Collected data entries
========

//! Relay wire protocol
//!
//! Every WebSocket text frame carries exactly one event, adjacently tagged:
//!
//! ```json
//! {"event": "join-room", "data": "R1"}
//! {"event": "room-joined", "data": {"roomId": "R1", "peers": ["5f0c…"]}}
//! {"event": "offer", "data": {"from": "5f0c…", "payload": {"type": "offer", "sdp": "…"}}}
//! ```
//!
//! Negotiation payloads are opaque to the relay: it forwards whatever JSON the
//! sender supplied and only adds the sender id.

use serde::{Deserialize, Serialize};
use serde_json::Value;

/// Error codes carried by [`ServerEvent::Error`]
pub mod error_codes {
    /// Join rejected, the room is at capacity
    pub const ROOM_FULL: &str = "room-full";

    /// Room id was empty
    pub const INVALID_ROOM: &str = "invalid-room";
}

/// Events sent by a peer to the relay
#[derive(Debug, Clone, Serialize, Deserialize, PartialEq)]
#[serde(tag = "event", content = "data", rename_all = "kebab-case")]
pub enum ClientEvent {
    /// Join (or create) a room
    JoinRoom(String),

    /// Session description offer for the other room member(s)
    Offer(Value),

    /// Session description answer for the other room member(s)
    Answer(Value),

    /// Trickled connectivity candidate for the other room member(s)
    IceCandidate(Value),
}

impl ClientEvent {
    /// Event name as it appears on the wire
    pub fn name(&self) -> &'static str {
        match self {
            ClientEvent::JoinRoom(_) => "join-room",
            ClientEvent::Offer(_) => "offer",
            ClientEvent::Answer(_) => "answer",
            ClientEvent::IceCandidate(_) => "ice-candidate",
        }
    }

    /// Serialize to a text frame
    pub fn to_json(&self) -> Result<String, serde_json::Error> {
        serde_json::to_string(self)
    }

    /// Parse a text frame
    pub fn from_json(text: &str) -> Result<Self, serde_json::Error> {
        serde_json::from_str(text)
    }
}

/// A negotiation envelope as delivered by the relay, stamped with its sender
#[derive(Debug, Clone, Serialize, Deserialize, PartialEq)]
pub struct RelayedEnvelope {
    /// Relay-assigned id of the sending peer
    pub from: String,

    /// Payload exactly as the sender supplied it
    pub payload: Value,
}

/// Error notification from the relay
#[derive(Debug, Clone, Serialize, Deserialize, PartialEq)]
pub struct RelayErrorPayload {
    /// Machine-readable code (see [`error_codes`])
    pub code: String,

    /// Human-readable description
    pub message: String,
}

/// Events sent by the relay to a peer
#[derive(Debug, Clone, Serialize, Deserialize, PartialEq)]
#[serde(tag = "event", content = "data", rename_all = "kebab-case")]
pub enum ServerEvent {
    /// Sent once after the WebSocket handshake with the peer's assigned id
    Connected {
        /// Relay-assigned peer id
        #[serde(rename = "peerId")]
        peer_id: String,
    },

    /// Reply to `join-room` listing the other current members
    RoomJoined {
        /// Joined room
        #[serde(rename = "roomId")]
        room_id: String,
        /// Other members, in join order, never including the joiner
        peers: Vec<String>,
    },

    /// Another peer joined the room
    PeerConnected(String),

    /// Another peer left the room
    PeerDisconnected(String),

    /// Forwarded offer
    Offer(RelayedEnvelope),

    /// Forwarded answer
    Answer(RelayedEnvelope),

    /// Forwarded ICE candidate
    IceCandidate(RelayedEnvelope),

    /// Request rejected
    Error(RelayErrorPayload),
}

impl ServerEvent {
    /// Event name as it appears on the wire
    pub fn name(&self) -> &'static str {
        match self {
            ServerEvent::Connected { .. } => "connected",
            ServerEvent::RoomJoined { .. } => "room-joined",
            ServerEvent::PeerConnected(_) => "peer-connected",
            ServerEvent::PeerDisconnected(_) => "peer-disconnected",
            ServerEvent::Offer(_) => "offer",
            ServerEvent::Answer(_) => "answer",
            ServerEvent::IceCandidate(_) => "ice-candidate",
            ServerEvent::Error(_) => "error",
        }
    }

    /// Build an error event
    pub fn error(code: &str, message: impl Into<String>) -> Self {
        ServerEvent::Error(RelayErrorPayload {
            code: code.to_string(),
            message: message.into(),
        })
    }

    /// Serialize to a text frame
    pub fn to_json(&self) -> Result<String, serde_json::Error> {
        serde_json::to_string(self)
    }

    /// Parse a text frame
    pub fn from_json(text: &str) -> Result<Self, serde_json::Error> {
        serde_json::from_str(text)
    }
}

========

EXERCISE DETAILS: Every line of the data must be reproduced exactly.

EXERCISE RESULT:
//! Relay wire protocol
//!
//! Every WebSocket text frame carries exactly one event, adjacently tagged:
//!
//! ```json
//! {"event": "join-room", "data": "R1"}
//! {"event": "room-joined", "data": {"roomId": "R1", "peers": ["5f0c…"]}}
//! {"event": "offer", "data": {"from": "5f0c…", "payload": {"type": "offer", "sdp": "…"}}}
//! ```
//!
//! Negotiation payloads are opaque to the relay: it forwards whatever JSON the
//! sender supplied and only adds the sender id.

use serde::{Deserialize, Serialize};
use serde_json::Value;

/// Error codes carried by [`ServerEvent::Error`]
pub mod error_codes {
    /// Join rejected, the room is at capacity
    pub const ROOM_FULL: &str = "room-full";

    /// Room id was empty
    pub const INVALID_ROOM: &str = "invalid-room";
}

/// Events sent by a peer to the relay
#[derive(Debug, Clone, Serialize, Deserialize, PartialEq)]
#[serde(tag = "event", content = "data", rename_all = "kebab-case")]
pub enum ClientEvent {
    /// Join (or create) a room
    JoinRoom(String),

    /// Session description offer for the other room member(s)
    Offer(Value),

    /// Session description answer for the other room member(s)
    Answer(Value),

    /// Trickled connectivity candidate for the other room member(s)
    IceCandidate(Value),
}

impl ClientEvent {
    /// Event name as it appears on the wire
    pub fn name(&self) -> &'static str {
        match self {
            ClientEvent::JoinRoom(_) => "join-room",
            ClientEvent::Offer(_) => "offer",
            ClientEvent::Answer(_) => "answer",
            ClientEvent::IceCandidate(_) => "ice-candidate",
        }
    }

    /// Serialize to a text frame
    pub fn to_json(&self) -> Result<String, serde_json::Error> {
        serde_json::to_string(self)
    }

    /// Parse a text frame
    pub fn from_json(text: &str) -> Result<Self, serde_json::Error> {
        serde_json::from_str(text)
    }
}

/// A negotiation envelope as delivered by the relay, stamped with its sender
#[derive(Debug, Clone, Serialize, Deserialize, PartialEq)]
pub struct RelayedEnvelope {
    /// Relay-assigned id of the sending peer
    pub from: String,

    /// Payload exactly as the sender supplied it
    pub payload: Value,
}

/// Error notification from the relay
#[derive(Debug, Clone, Serialize, Deserialize, PartialEq)]
pub struct RelayErrorPayload {
    /// Machine-readable code (see [`error_codes`])
    pub code: String,

    /// Human-readable description
    pub message: String,
}

/// Events sent by the relay to a peer
#[derive(Debug, Clone, Serialize, Deserialize, PartialEq)]
#[serde(tag = "event", content = "data", rename_all = "kebab-case")]
pub enum ServerEvent {
    /// Sent once after the WebSocket handshake with the peer's assigned id
    Connected {
        /// Relay-assigned peer id
        #[serde(rename = "peerId")]
        peer_id: String,
    },

    /// Reply to `join-room` listing the other current members
    RoomJoined {
        /// Joined room
        #[serde(rename = "roomId")]
        room_id: String,
        /// Other members, in join order, never including the joiner
        peers: Vec<String>,
    },

    /// Another peer joined the room
    PeerConnected(String),

    /// Another peer left the room
    PeerDisconnected(String),

    /// Forwarded offer
    Offer(RelayedEnvelope),

    /// Forwarded answer
    Answer(RelayedEnvelope),

    /// Forwarded ICE candidate
    IceCandidate(RelayedEnvelope),

    /// Request rejected
    Error(RelayErrorPayload),
}

impl ServerEvent {
    /// Event name as it appears on the wire
    pub fn name(&self) -> &'static str {
        match self {
            ServerEvent::Connected { .. } => "connected",
            ServerEvent::RoomJoined { .. } => "room-joined",
            ServerEvent::PeerConnected(_) => "peer-connected",
            ServerEvent::PeerDisconnected(_) => "peer-disconnected",
            ServerEvent::Offer(_) => "offer",
            ServerEvent::Answer(_) => "answer",
            ServerEvent::IceCandidate(_) => "ice-candidate",
            ServerEvent::Error(_) => "error",
        }
    }

    /// Build an error event
    pub fn error(code: &str, message: impl Into<String>) -> Self {
        ServerEvent::Error(RelayErrorPayload {
            code: code.to_string(),
            message: message.into(),
        })
    }

    /// Serialize to a text frame
    pub fn to_json(&self) -> Result<String, serde_json::Error> {
        serde_json::to_string(self)
    }

    /// Parse a text frame
    pub fn from_json(text: &str) -> Result<Self, serde_json::Error> {
        serde_json::from_str(text)
    }
}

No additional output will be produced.